Unlike Nicodemus, this outsider woman trusted and moved ever deeper, ever further into that amazing conversation. And so did Jesus.
“Jesus said to her, “Go, call your husband, and come back.” The woman answered him, “I have no husband.” “You are right in saying, ‘I have no husband’; for you have had five husbands, and the one you have now is not your husband. “
How many of you think that there is something sinful and loose and Elizabeth Taylor-like about this Samaritan woman – may Elizabeth rest in peace? The truth is, there is nothing of the sort in this story. Jesus sees and respects the reality of her life. Whether she was widowed, divorced or abandoned, the truth was, she had virtually no control over her life, or over who took her in. Her primary reality was sadness, grief, and loneliness, not immorality and sinfulness. I don’t know how many of you have read Nicholas Kristoff and Sheryl WuDunn’s book Women Hold Up Half the Sky, but it is a book that opens your eyes to the sickening reality of ongoing world wide treatment of women and girls as commodities – to the economic devastation as well as the moral and psychological and spiritual devastation this oppression wreaks – AND it opens your eyes to the awesome and inspiring power of what the living water of hope and new identity can do in individual lives – that has far ranging ripple effects.
So Jesus, thirsty and tired as he is, saw this woman and respected her and opened his heart to her – and she did the same. She saw him. Seeing is central to John’s gospel. To see with the eyes of one’s heart is to be transformed, it is to be born again. And so, she assumed this new identity as someone worth seeing, and as someone worth having a conversation with and launched directly into the most pressing theological question that had separated her people from the Jews, which was.....

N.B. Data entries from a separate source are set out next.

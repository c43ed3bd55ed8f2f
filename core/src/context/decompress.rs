//! context/decompress.rs
//! Streaming decode session with dictionary pinning.
//!
//! Design notes:
//! - A referenced dictionary is pinned (`Arc`) beside the engine session; it
//!   outlives every caller handle for as long as the engine may read it.
//! - `reset(Session)` keeps the pin; `reset(Params | All)` drops it after the
//!   engine has forgotten the dictionary. Dictionaries referenced with
//!   `refMultipleDDicts` enabled stay pinned until close.
//! - Closing frees the engine session first, then the pin.
//! - A call stops at the end of a frame; bytes after it are not decoded.

use std::sync::Arc;

use log::{debug, trace};
use zstd_sys::ZSTD_dParameter;

use crate::constants::BLOCK_SIZE_MAX;
use crate::dict::DecompressionDictionary;
use crate::engine::{EngineError, PinnedDCtx, RawDCtx};
use crate::handle::Handle;
use crate::params::{resolve, ParameterDescriptor};
use crate::stream::{drive, NextAction, StepReport, StreamConfig, StreamStep};
use crate::telemetry::StreamCounters;
use crate::types::{Direction, HandleKind, ResetMode, Result, ZstdError};

struct DecodeStep<'a> {
    dctx: &'a mut RawDCtx,
}

impl StreamStep for DecodeStep<'_> {
    fn step(
        &mut self,
        dst: &mut [u8],
        dst_pos: &mut usize,
        src: &[u8],
        src_pos: &mut usize,
    ) -> std::result::Result<usize, EngineError> {
        self.dctx.decompress_stream(dst, dst_pos, src, src_pos)
    }

    fn next_action(&self, r: &StepReport) -> NextAction {
        // A clean frame end stops the call, even with input left over.
        if r.remaining == 0 {
            return NextAction::Finish;
        }
        if r.output_full() {
            NextAction::Grow { hint: 0 }
        } else {
            NextAction::Finish
        }
    }
}

pub struct DecompressionContext {
    inner: Handle<PinnedDCtx<DecompressionDictionary>>,
    config: StreamConfig,
    counters: StreamCounters,
}

impl DecompressionContext {
    pub fn new() -> Result<Self> {
        Self::with_config(StreamConfig::default())
    }

    pub fn with_config(config: StreamConfig) -> Result<Self> {
        let raw = RawDCtx::create().ok_or(ZstdError::OutOfMemory)?;
        debug!("decompression context created ({:?})", config);
        Ok(Self {
            inner: Handle::new(HandleKind::DecompressionContext, PinnedDCtx::new(raw)),
            config,
            counters: StreamCounters::default(),
        })
    }

    pub fn config(&self) -> &StreamConfig {
        &self.config
    }

    pub fn counters(&self) -> &StreamCounters {
        &self.counters
    }

    pub fn get_parameter(&self, name: &str) -> Result<i32> {
        self.get_descriptor(resolve(Direction::Decompress, name)?)
    }

    pub fn set_parameter(&mut self, name: &str, value: i32) -> Result<()> {
        self.set_descriptor(resolve(Direction::Decompress, name)?, value)
    }

    pub fn get_descriptor(&self, param: ParameterDescriptor) -> Result<i32> {
        let key = param.decode_key()?;
        Ok(self.inner.get()?.dctx().get_parameter(key)?)
    }

    pub fn set_descriptor(&mut self, param: ParameterDescriptor, value: i32) -> Result<()> {
        let key = param.decode_key()?;
        self.inner
            .get_mut()?
            .dctx_mut()
            .set_parameter(key, value)
            .map_err(|source| ZstdError::InvalidParameterValue { name: param.name(), value, source })?;
        debug!("decompression context: {} = {}", param.name(), value);
        Ok(())
    }

    /// Decode frames with `dict` from now on. The context keeps `dict` alive
    /// until a parameter reset or until the context is closed.
    pub fn ref_dictionary(&mut self, dict: Arc<DecompressionDictionary>) -> Result<()> {
        let id = dict.id();
        self.inner.get_mut()?.ref_dictionary(dict)?;
        debug!("decompression context pinned dictionary {}", id);
        Ok(())
    }

    /// Id of the currently referenced dictionary, if any.
    pub fn pinned_dictionary_id(&self) -> Result<Option<u32>> {
        Ok(self.inner.get()?.active().map(|d| d.id()))
    }

    /// Dictionaries kept alive for the engine's multi-dictionary lookup
    /// (`refMultipleDDicts`). They are released when the context closes.
    pub fn registered_dictionary_count(&self) -> Result<usize> {
        Ok(self.inner.get()?.registered().len())
    }

    /// Feed `input` and collect the decoded output. The flag is `true` when
    /// a frame ended; the call returns there and ignores any input after it.
    pub fn decompress_stream(&mut self, input: &[u8]) -> Result<(Vec<u8>, bool)> {
        let session = self.inner.get_mut()?;
        if input.is_empty() {
            return Err(ZstdError::EmptyInput);
        }
        let mut step = DecodeStep { dctx: session.dctx_mut() };
        let out = drive(input, &self.config, &mut step)?;
        let is_end = out.remaining == 0;
        trace!(
            "decompress_stream: {} of {} bytes -> {} bytes, end {}, {} grows",
            out.consumed,
            input.len(),
            out.data.len(),
            is_end,
            out.grows
        );
        self.counters.record_stream(&out);
        if is_end {
            self.counters.record_frame_end();
        }
        Ok((out.data, is_end))
    }

    /// Decode one raw block (no frame header), primed with `dict` when given.
    /// Any frame in progress is abandoned.
    pub fn decompress_block(
        &mut self,
        input: &[u8],
        dict: Option<&DecompressionDictionary>,
    ) -> Result<Vec<u8>> {
        let dctx = self.inner.get_mut()?.dctx_mut();
        let window_log = dctx.get_parameter(ZSTD_dParameter::ZSTD_d_windowLogMax)?;
        let capacity = u32::try_from(window_log)
            .ok()
            .and_then(|log| 1usize.checked_shl(log))
            .map_or(BLOCK_SIZE_MAX, |window| window.min(BLOCK_SIZE_MAX));

        let mut dst = Vec::new();
        dst.try_reserve_exact(capacity).map_err(|_| ZstdError::OutOfMemory)?;
        dst.resize(capacity, 0);

        let result = dctx.decompress_block(&mut dst, input, dict.map(|d| d.raw()));
        dctx.reset(ResetMode::Session.to_engine())?;
        let n = result.map_err(ZstdError::from_stream)?;
        dst.truncate(n);

        self.counters.record_single(input.len(), n, capacity);
        Ok(dst)
    }

    pub fn reset(&mut self, mode: ResetMode) -> Result<()> {
        self.inner.get_mut()?.reset(mode.to_engine())?;
        debug!("decompression context reset ({})", mode);
        Ok(())
    }

    /// Free the engine session, then release the dictionary pin.
    pub fn close(&mut self) -> bool {
        self.inner.close()
    }

    pub fn is_closed(&self) -> bool {
        self.inner.is_closed()
    }
}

Where is the right place to worship? Gerazim, in the north, or Jerusalem, in the south. An argument that had been going on for centuries. To the Judeans in the south, the northerners were sinful. To the northerners, the Jews in the south were false followers of Moses.
Ah, Jesus said, let’s let all that go. That was then. This is now. “…the hour is coming when you will worship the Father neither on this mountain of Gerazim nor in Jerusalem. The hour is coming, and is now here, when the true worshipers will know that God is spirit, and those who worship him worship in spirit and truth.”
The woman said to him, “I know that Messiah is coming” Jesus said to her, “I am, the one who is speaking to you.” I AM…. The one who is to come is here. I AM. Worship is not about a building or a place. It is about a relationship and a community and the person of Christ.
“Then the woman left her water jar and went back to the city.” She dropped her burdens and her subservient identity and stepped into the new identity that Jesus has just offered her. She was now a witness. A Gospel story teller. An Evangelist.
“She said to the people, “Come and see….” Come and see, by the way, is exactly what Jesus told the disciples at the beginning of the gospel when they asked him where he was staying – “Come and see.” Come and See – we might want to begin using that phrase ourselves! Come and see how this church has touched and transformed me. Come and see how, working together, we are making a difference in the world. Come and see how Jesus will show up for you how he will make himself known to you – how it is to be seen and loved.
So, I wonder, as you come and see - where you are in this story? I wonder, if like Jesus, you are thirsty. I wonder if, like the Samaritans and the Jews, there are barriers that have existed for so long in your life that you no longer question them, and if, in Jesus’ company, you might risk crossing over into territory that has been alien to you. I wonder if there is loneliness and sadness in your life that you might let God see and speak to. I wonder if you need another drink of that living water that gushes up into new life. And I wonder if, like the woman dropping her jar, there is something you need to let drop so you too can step into your new identity as God’s beloved and trustworthy witness. I wonder if you will go and tell your story and invite someone else to come and see?